Поздний час, и сон заволакивает эти картины и эти мысли, а когда снова наступает утро, – солнце золотит крыши домов шумного города, где к широкому мощеному причалу пришвартовалось наше судно рядом с другими судами, среди флагов, вращающихся колес и гулкого гомона снующих вокруг людей, точно и не было на протяжении целой тысячи миль этой пустыни, этого безмолвия.

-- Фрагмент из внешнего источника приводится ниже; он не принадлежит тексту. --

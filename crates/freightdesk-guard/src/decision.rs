//! Guard outcomes.
//!
//! Guards only decide; the UI layer performs the navigation or
//! rendering these values describe.

use serde::{Deserialize, Serialize};

/// Query parameter carrying the originally requested path to the login page.
pub const RETURN_PARAM: &str = "returnUrl";

/// Where a guard sends the user instead of the requested page.
#[derive(Debug, Clone, PartialEq, Eq, Serialize, Deserialize)]
#[serde(tag = "kind", rename_all = "snake_case")]
pub enum Redirect {
    /// Not signed in: go to login, then come back.
    Login {
        /// Login page path.
        login_path: String,
        /// Path to return to after signing in.
        return_to: String,
    },
    /// Signed in without enough privileges: go to the actor's landing page.
    Landing {
        /// Landing page path.
        path: String,
    },
}

impl Redirect {
    /// Render the redirect as a navigable URL.
    ///
    /// # Example
    ///
    /// ```
    /// use freightdesk_guard::Redirect;
    ///
    /// let redirect = Redirect::Login {
    ///     login_path: "/login".to_string(),
    ///     return_to: "/orders?page=2".to_string(),
    /// };
    /// assert_eq!(redirect.to_url(), "/login?returnUrl=%2Forders%3Fpage%3D2");
    /// ```
    pub fn to_url(&self) -> String {
        match self {
            Redirect::Login {
                login_path,
                return_to,
            } => {
                if return_to.is_empty() || return_to == "/" || return_to == login_path {
                    login_path.clone()
                } else {
                    format!(
                        "{}?{}={}",
                        login_path,
                        RETURN_PARAM,
                        urlencoding::encode(return_to)
                    )
                }
            }
            Redirect::Landing { path } => path.clone(),
        }
    }

    /// Check if this redirect goes to the login page.
    pub fn is_login(&self) -> bool {
        matches!(self, Redirect::Login { .. })
    }
}

/// Outcome of a route guard.
#[derive(Debug, Clone, PartialEq, Eq, Serialize, Deserialize)]
#[serde(tag = "decision", content = "redirect", rename_all = "snake_case")]
pub enum RouteDecision {
    /// Session still restoring: show a neutral placeholder, do not redirect.
    Pending,
    /// Render the page.
    Allow,
    /// Navigate elsewhere.
    Redirect(Redirect),
    /// Show the access-denied view.
    Deny,
}

impl RouteDecision {
    /// Check if the page may render.
    pub fn is_allowed(&self) -> bool {
        matches!(self, RouteDecision::Allow)
    }
}

/// Outcome of a component guard.
#[derive(Debug, Clone, PartialEq, Eq, Serialize, Deserialize)]
#[serde(tag = "decision", content = "redirect", rename_all = "snake_case")]
pub enum ComponentDecision {
    /// Session still restoring.
    Pending,
    /// Render the wrapped component.
    Render,
    /// Render nothing in its place.
    Hide,
    /// Navigate elsewhere.
    Redirect(Redirect),
    /// Show the access-denied view in its place.
    Denied,
}

impl ComponentDecision {
    /// Check if the wrapped component renders.
    pub fn is_rendered(&self) -> bool {
        matches!(self, ComponentDecision::Render)
    }
}
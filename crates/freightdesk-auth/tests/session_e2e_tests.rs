//! End-to-end tests for the session against a mocked auth backend.
//!
//! The backend is simulated with wiremock so the tests exercise the real
//! HTTP client, the JSON wire format and the credential stores together.
//!
//! Covered flows:
//! 1. login → logout round trip (store and cookie mirror end up empty)
//! 2. rejected credentials (401)
//! 3. logout while the backend is unreachable
//! 4. session restore from a persisted token
//! 5. restore with a locally expired JWT (silent refresh)
//! 6. malformed user payloads fail closed

use std::sync::Arc;
use std::time::Duration;

use freightdesk_auth::{
    AuthConfig, CookieCredentialStore, CredentialStore, MemoryCredentialStore,
    MirroredCredentialStore, Session, SessionState,
};
use freightdesk_rbac::{Department, Permission, Role};
use wiremock::matchers::{body_json, header, method, path};
use wiremock::{Mock, MockServer, ResponseTemplate};

type Store = MirroredCredentialStore<MemoryCredentialStore, CookieCredentialStore>;

/// Test fixture providing a mock backend and a session wired to it.
struct TestFixture {
    /// Mock auth backend.
    server: MockServer,
    /// Persisted credentials (durable store + cookie mirror).
    store: Arc<Store>,
    /// Session under test.
    session: Session,
}

impl TestFixture {
    /// Create a fixture with the default request timeout.
    async fn new() -> Self {
        Self::with_timeout(10).await
    }

    /// Create a fixture with a custom request timeout.
    async fn with_timeout(timeout_secs: u64) -> Self {
        let server = MockServer::start().await;

        let config = AuthConfig {
            base_url: server.uri(),
            timeout_secs,
            ..Default::default()
        };

        let store = Arc::new(MirroredCredentialStore::new(
            MemoryCredentialStore::new(),
            CookieCredentialStore::from_config(&config),
        ));

        let session = Session::http(config, store.clone()).expect("valid test config");

        Self {
            server,
            store,
            session,
        }
    }

    /// Assert that nothing is persisted anywhere.
    fn assert_store_empty(&self) {
        assert!(self.store.primary().is_empty());
        assert!(self.store.mirror().cookie_header().is_none());
    }

    /// Mount a successful login for ayse/secret.
    async fn mount_login_ok(&self) {
        Mock::given(method("POST"))
            .and(path("/auth/login"))
            .and(body_json(serde_json::json!({
                "username": "ayse",
                "password": "secret"
            })))
            .respond_with(ResponseTemplate::new(200).set_body_json(serde_json::json!({
                "accessToken": "access-1",
                "refreshToken": "refresh-1",
                "user": user_json()
            })))
            .mount(&self.server)
            .await;
    }
}

fn user_json() -> serde_json::Value {
    serde_json::json!({
        "id": 7,
        "username": "ayse",
        "email": "ayse@example.com",
        "roles": ["USER"],
        "departments": ["FINANCE"],
        "permissions": ["APPROVAL", "CHECK_OPERATION"],
        "connectionId": null,
        "enabled": true,
        "accountNonLocked": true,
        "accountNonExpired": true,
        "credentialsNonExpired": true
    })
}

// =============================================================================
// Login / logout
// =============================================================================

#[tokio::test]
async fn test_login_then_logout_round_trip() {
    let fixture = TestFixture::new().await;
    fixture.mount_login_ok().await;

    Mock::given(method("POST"))
        .and(path("/auth/logout"))
        .and(header("Authorization", "Bearer access-1"))
        .respond_with(ResponseTemplate::new(204))
        .expect(1)
        .mount(&fixture.server)
        .await;

    assert!(fixture.session.login("ayse", "secret").await);
    assert!(fixture.session.has_role(Role::User));
    assert!(fixture.session.has_permission(Permission::CheckOperation));
    assert_eq!(
        fixture.store.mirror().cookie_header().as_deref(),
        Some("accessToken=access-1; refreshToken=refresh-1")
    );

    let actor = fixture.session.actor().expect("signed in");
    assert!(actor.departments.contains(&Department::Finance));
    assert_eq!(actor.id, "7");

    fixture.session.logout().await;

    assert_eq!(fixture.session.state(), SessionState::Unauthenticated);
    fixture.assert_store_empty();
}

#[tokio::test]
async fn test_login_with_bad_credentials() {
    let fixture = TestFixture::new().await;

    Mock::given(method("POST"))
        .and(path("/auth/login"))
        .respond_with(ResponseTemplate::new(401).set_body_json(serde_json::json!({
            "message": "Bad credentials"
        })))
        .expect(1)
        .mount(&fixture.server)
        .await;

    assert!(!fixture.session.login("bad", "creds").await);
    assert_eq!(fixture.session.state(), SessionState::Unauthenticated);
    assert_eq!(
        fixture.session.error().as_deref(),
        Some("Invalid username or password")
    );
    fixture.assert_store_empty();
}

#[tokio::test]
async fn test_login_surfaces_backend_message() {
    let fixture = TestFixture::new().await;

    Mock::given(method("POST"))
        .and(path("/auth/login"))
        .respond_with(ResponseTemplate::new(429).set_body_json(serde_json::json!({
            "message": "Too many attempts, try again later"
        })))
        .mount(&fixture.server)
        .await;

    assert!(!fixture.session.login("ayse", "secret").await);
    assert_eq!(
        fixture.session.error().as_deref(),
        Some("Too many attempts, try again later")
    );
}

#[tokio::test]
async fn test_logout_when_backend_unreachable() {
    let fixture = TestFixture::with_timeout(1).await;
    fixture.mount_login_ok().await;

    // Logout never answers in time: the client gives up with a transport error
    Mock::given(method("POST"))
        .and(path("/auth/logout"))
        .respond_with(ResponseTemplate::new(200).set_delay(Duration::from_secs(5)))
        .mount(&fixture.server)
        .await;

    assert!(fixture.session.login("ayse", "secret").await);

    fixture.session.logout().await;

    assert_eq!(fixture.session.state(), SessionState::Unauthenticated);
    fixture.assert_store_empty();

    // second logout has no token left, so no remote call and no error
    fixture.session.logout().await;
    assert_eq!(fixture.session.state(), SessionState::Unauthenticated);
    fixture.assert_store_empty();
}

#[tokio::test]
async fn test_login_with_locked_account() {
    let fixture = TestFixture::new().await;

    let mut user = user_json();
    user["accountNonLocked"] = serde_json::json!(false);

    Mock::given(method("POST"))
        .and(path("/auth/login"))
        .respond_with(ResponseTemplate::new(200).set_body_json(serde_json::json!({
            "accessToken": "access-1",
            "refreshToken": "refresh-1",
            "user": user
        })))
        .mount(&fixture.server)
        .await;

    assert!(!fixture.session.login("ayse", "secret").await);
    assert_eq!(fixture.session.error().as_deref(), Some("This account is locked"));
    fixture.assert_store_empty();
}

#[tokio::test]
async fn test_login_with_unknown_role_fails_closed() {
    let fixture = TestFixture::new().await;

    let mut user = user_json();
    user["roles"] = serde_json::json!(["USER", "SUPERADMIN"]);

    Mock::given(method("POST"))
        .and(path("/auth/login"))
        .respond_with(ResponseTemplate::new(200).set_body_json(serde_json::json!({
            "accessToken": "access-1",
            "refreshToken": "refresh-1",
            "user": user
        })))
        .mount(&fixture.server)
        .await;

    assert!(!fixture.session.login("ayse", "secret").await);
    assert_eq!(fixture.session.state(), SessionState::Unauthenticated);
    fixture.assert_store_empty();
}

// =============================================================================
// Restore
// =============================================================================

#[tokio::test]
async fn test_restore_from_persisted_token() {
    let fixture = TestFixture::new().await;
    fixture.store.set("accessToken", "access-1");

    Mock::given(method("POST"))
        .and(path("/auth/validate-token"))
        .and(header("Authorization", "Bearer access-1"))
        .respond_with(ResponseTemplate::new(200))
        .expect(1)
        .mount(&fixture.server)
        .await;

    Mock::given(method("GET"))
        .and(path("/auth/me"))
        .and(header("Authorization", "Bearer access-1"))
        .respond_with(ResponseTemplate::new(200).set_body_json(user_json()))
        .expect(1)
        .mount(&fixture.server)
        .await;

    assert!(fixture.session.initialize().await);
    assert!(fixture.session.is_authenticated());
    assert!(fixture
        .session
        .is_authorized(&[Role::User], &[Permission::Approval]));
}

#[tokio::test]
async fn test_restore_with_rejected_token() {
    let fixture = TestFixture::new().await;
    fixture.store.set("accessToken", "access-old");
    fixture.store.set("refreshToken", "refresh-old");

    Mock::given(method("POST"))
        .and(path("/auth/validate-token"))
        .respond_with(ResponseTemplate::new(401))
        .mount(&fixture.server)
        .await;

    assert!(!fixture.session.initialize().await);
    assert_eq!(fixture.session.state(), SessionState::Unauthenticated);
    fixture.assert_store_empty();
}

#[tokio::test]
async fn test_restore_when_backend_errors() {
    let fixture = TestFixture::new().await;
    fixture.store.set("accessToken", "access-1");

    Mock::given(method("POST"))
        .and(path("/auth/validate-token"))
        .respond_with(ResponseTemplate::new(200))
        .mount(&fixture.server)
        .await;

    Mock::given(method("GET"))
        .and(path("/auth/me"))
        .respond_with(ResponseTemplate::new(500).set_body_string("boom"))
        .mount(&fixture.server)
        .await;

    assert!(!fixture.session.initialize().await);
    assert!(fixture.session.actor().is_none());
    fixture.assert_store_empty();
}

#[cfg(feature = "jwt")]
#[tokio::test]
async fn test_restore_refreshes_expired_jwt() {
    use jsonwebtoken::{encode, EncodingKey, Header};

    let fixture = TestFixture::new().await;

    let expired = encode(
        &Header::default(),
        &serde_json::json!({ "sub": "7", "exp": 1_000_000_000 }),
        &EncodingKey::from_secret(b"backend-secret"),
    )
    .unwrap();
    fixture.store.set("accessToken", &expired);
    fixture.store.set("refreshToken", "refresh-1");

    Mock::given(method("POST"))
        .and(path("/auth/refresh-token"))
        .and(body_json(serde_json::json!({ "refreshToken": "refresh-1" })))
        .respond_with(ResponseTemplate::new(200).set_body_json(serde_json::json!({
            "accessToken": "access-2"
        })))
        .expect(1)
        .mount(&fixture.server)
        .await;

    Mock::given(method("POST"))
        .and(path("/auth/validate-token"))
        .and(header("Authorization", "Bearer access-2"))
        .respond_with(ResponseTemplate::new(200))
        .expect(1)
        .mount(&fixture.server)
        .await;

    Mock::given(method("GET"))
        .and(path("/auth/me"))
        .and(header("Authorization", "Bearer access-2"))
        .respond_with(ResponseTemplate::new(200).set_body_json(user_json()))
        .expect(1)
        .mount(&fixture.server)
        .await;

    assert!(fixture.session.initialize().await);
    assert_eq!(fixture.store.get("accessToken").as_deref(), Some("access-2"));
    // refresh token was not rotated
    assert_eq!(fixture.store.get("refreshToken").as_deref(), Some("refresh-1"));
}

#[cfg(feature = "jwt")]
#[tokio::test]
async fn test_restore_with_expired_jwt_and_failed_refresh() {
    use jsonwebtoken::{encode, EncodingKey, Header};

    let fixture = TestFixture::new().await;

    let expired = encode(
        &Header::default(),
        &serde_json::json!({ "sub": "7", "exp": 1_000_000_000 }),
        &EncodingKey::from_secret(b"backend-secret"),
    )
    .unwrap();
    fixture.store.set("accessToken", &expired);
    fixture.store.set("refreshToken", "refresh-1");

    Mock::given(method("POST"))
        .and(path("/auth/refresh-token"))
        .respond_with(ResponseTemplate::new(401))
        .mount(&fixture.server)
        .await;

    // no validation round-trip for a token known to be expired
    Mock::given(method("POST"))
        .and(path("/auth/validate-token"))
        .respond_with(ResponseTemplate::new(200))
        .expect(0)
        .mount(&fixture.server)
        .await;

    assert!(!fixture.session.initialize().await);
    assert_eq!(fixture.session.state(), SessionState::Unauthenticated);
    fixture.assert_store_empty();
}

// =============================================================================
// Refresh
// =============================================================================

#[tokio::test]
async fn test_refresh_accepts_bare_token_body() {
    let fixture = TestFixture::new().await;
    fixture.mount_login_ok().await;

    Mock::given(method("POST"))
        .and(path("/auth/refresh-token"))
        .respond_with(ResponseTemplate::new(200).set_body_string("access-3"))
        .mount(&fixture.server)
        .await;

    assert!(fixture.session.login("ayse", "secret").await);
    assert!(fixture.session.refresh_token().await);
    assert_eq!(fixture.store.get("accessToken").as_deref(), Some("access-3"));
    assert_eq!(
        fixture.store.mirror().get("accessToken").as_deref(),
        Some("access-3")
    );
}

#[tokio::test]
async fn test_reload_user_picks_up_new_permissions() {
    let fixture = TestFixture::new().await;
    fixture.mount_login_ok().await;

    assert!(fixture.session.login("ayse", "secret").await);
    assert!(!fixture.session.has_permission(Permission::Setting));

    let mut updated = user_json();
    updated["permissions"] = serde_json::json!(["APPROVAL", "SETTING"]);

    Mock::given(method("GET"))
        .and(path("/auth/me"))
        .respond_with(ResponseTemplate::new(200).set_body_json(updated))
        .mount(&fixture.server)
        .await;

    assert!(fixture.session.reload_user().await);
    assert!(fixture.session.has_permission(Permission::Setting));
    assert!(!fixture.session.has_permission(Permission::CheckOperation));
}
//! Error types for tag parsing.

use std::str::FromStr;

use serde::{Deserialize, Deserializer};
use thiserror::Error;

/// A role, department or permission tag that is not part of the closed set.
#[derive(Debug, Clone, PartialEq, Eq, Error)]
#[error("unknown {kind} tag: {tag}")]
pub struct UnknownTag {
    /// Which category the tag was parsed as.
    pub kind: &'static str,
    /// The rejected tag.
    pub tag: String,
}

impl UnknownTag {
    pub(crate) fn new(kind: &'static str, tag: &str) -> Self {
        Self {
            kind,
            tag: tag.to_string(),
        }
    }
}

/// Deserialize a tag through its `FromStr` impl, so the wire accepts exactly
/// what `parse` accepts.
pub(crate) fn deserialize_tag<'de, D, T>(deserializer: D) -> Result<T, D::Error>
where
    D: Deserializer<'de>,
    T: FromStr<Err = UnknownTag>,
{
    let tag = String::deserialize(deserializer)?;
    tag.parse().map_err(serde::de::Error::custom)
}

Цинциннати – красивый город, оживленный, веселый и процветающий. Не часто можно встретить место, которое бы с первого взгляда произвело на иностранца такое хорошее и приятное впечатление, как эти чистенькие, белые с красным, домики, отлично вымощенные дороги и тротуары из цветного кирпича. Не разочаровывает вас и более близкое знакомство. Улицы здесь широкие и просторные, магазины – превосходные, частные дома отличаются изяществом и строгостью линий. В их разнообразных стилях видна изобретательность и выдумка, особенно порадовавшие нас после тупости, царившей на пароходе, ибо они как бы подтверждали, что такие качества еще существуют на свете. Стремление приукрасить эти хорошенькие виллы и сделать их еще более привлекательными ведет к тому, что здесь сажают много деревьев и цветов и разбивают садики, за которыми бережно ухаживают и один вид которых действует неизъяснимо освежающе и радует глаз пешехода. Меня положительно очаровал Цинциннати, равно как и гора Оберн в его предместье, откуда открывается поразительно красивый вид на город, лежащий в окружении холмов.

На следующий день после нашего прибытия здесь должен был состояться большой съезд поборников трезвенности[101 - …большой съезд поборников трезвенности… – участники движения по борьбе с продажей и употреблением спиртных напитков. В Америке это движение зародилось в начале XIX века, было поддержано церковью и получило широкий размах. В отдельных штатах поборникам трезвости удалось провести «сухой закон», то есть закон, запрещающий продажу спиртных напитков.], и поскольку путь процессии, когда она проходила утром по городу, пролегал под окнами нашей гостиницы, я имел полную возможность наблюдать ее. В ней шло несколько тысяч человек – членов различных «Отделений вашингтонского общества трезвенности», а предводительствовали ею офицеры на конях, в развевающихся ярких шарфах и лентах, которые гарцевали взад и вперед вдоль рядов. Были тут и оркестры и несчетное множество знамен и плакатов – словом, живое, праздничное шествие.

Особенно приятно было мне увидеть здесь ирландцев, которые держались особняком и усиленно размахивали зелеными шарфами, высоко неся над головой свой национальный инструмент – арфу – и портрет отца Мэтью[102 - Мэтью. – Теобальд Мэтью (1790—1856) – ирландский миссионер, боровшийся за запрещение спиртных напитков.]. Вид у них был, по обыкновению, веселый и добродушный; и до чего же независимо они держатся, подумал я, хоть им и приходится, здесь тяжко трудиться и, чтобы заработать себе на хлеб, браться за любой труд.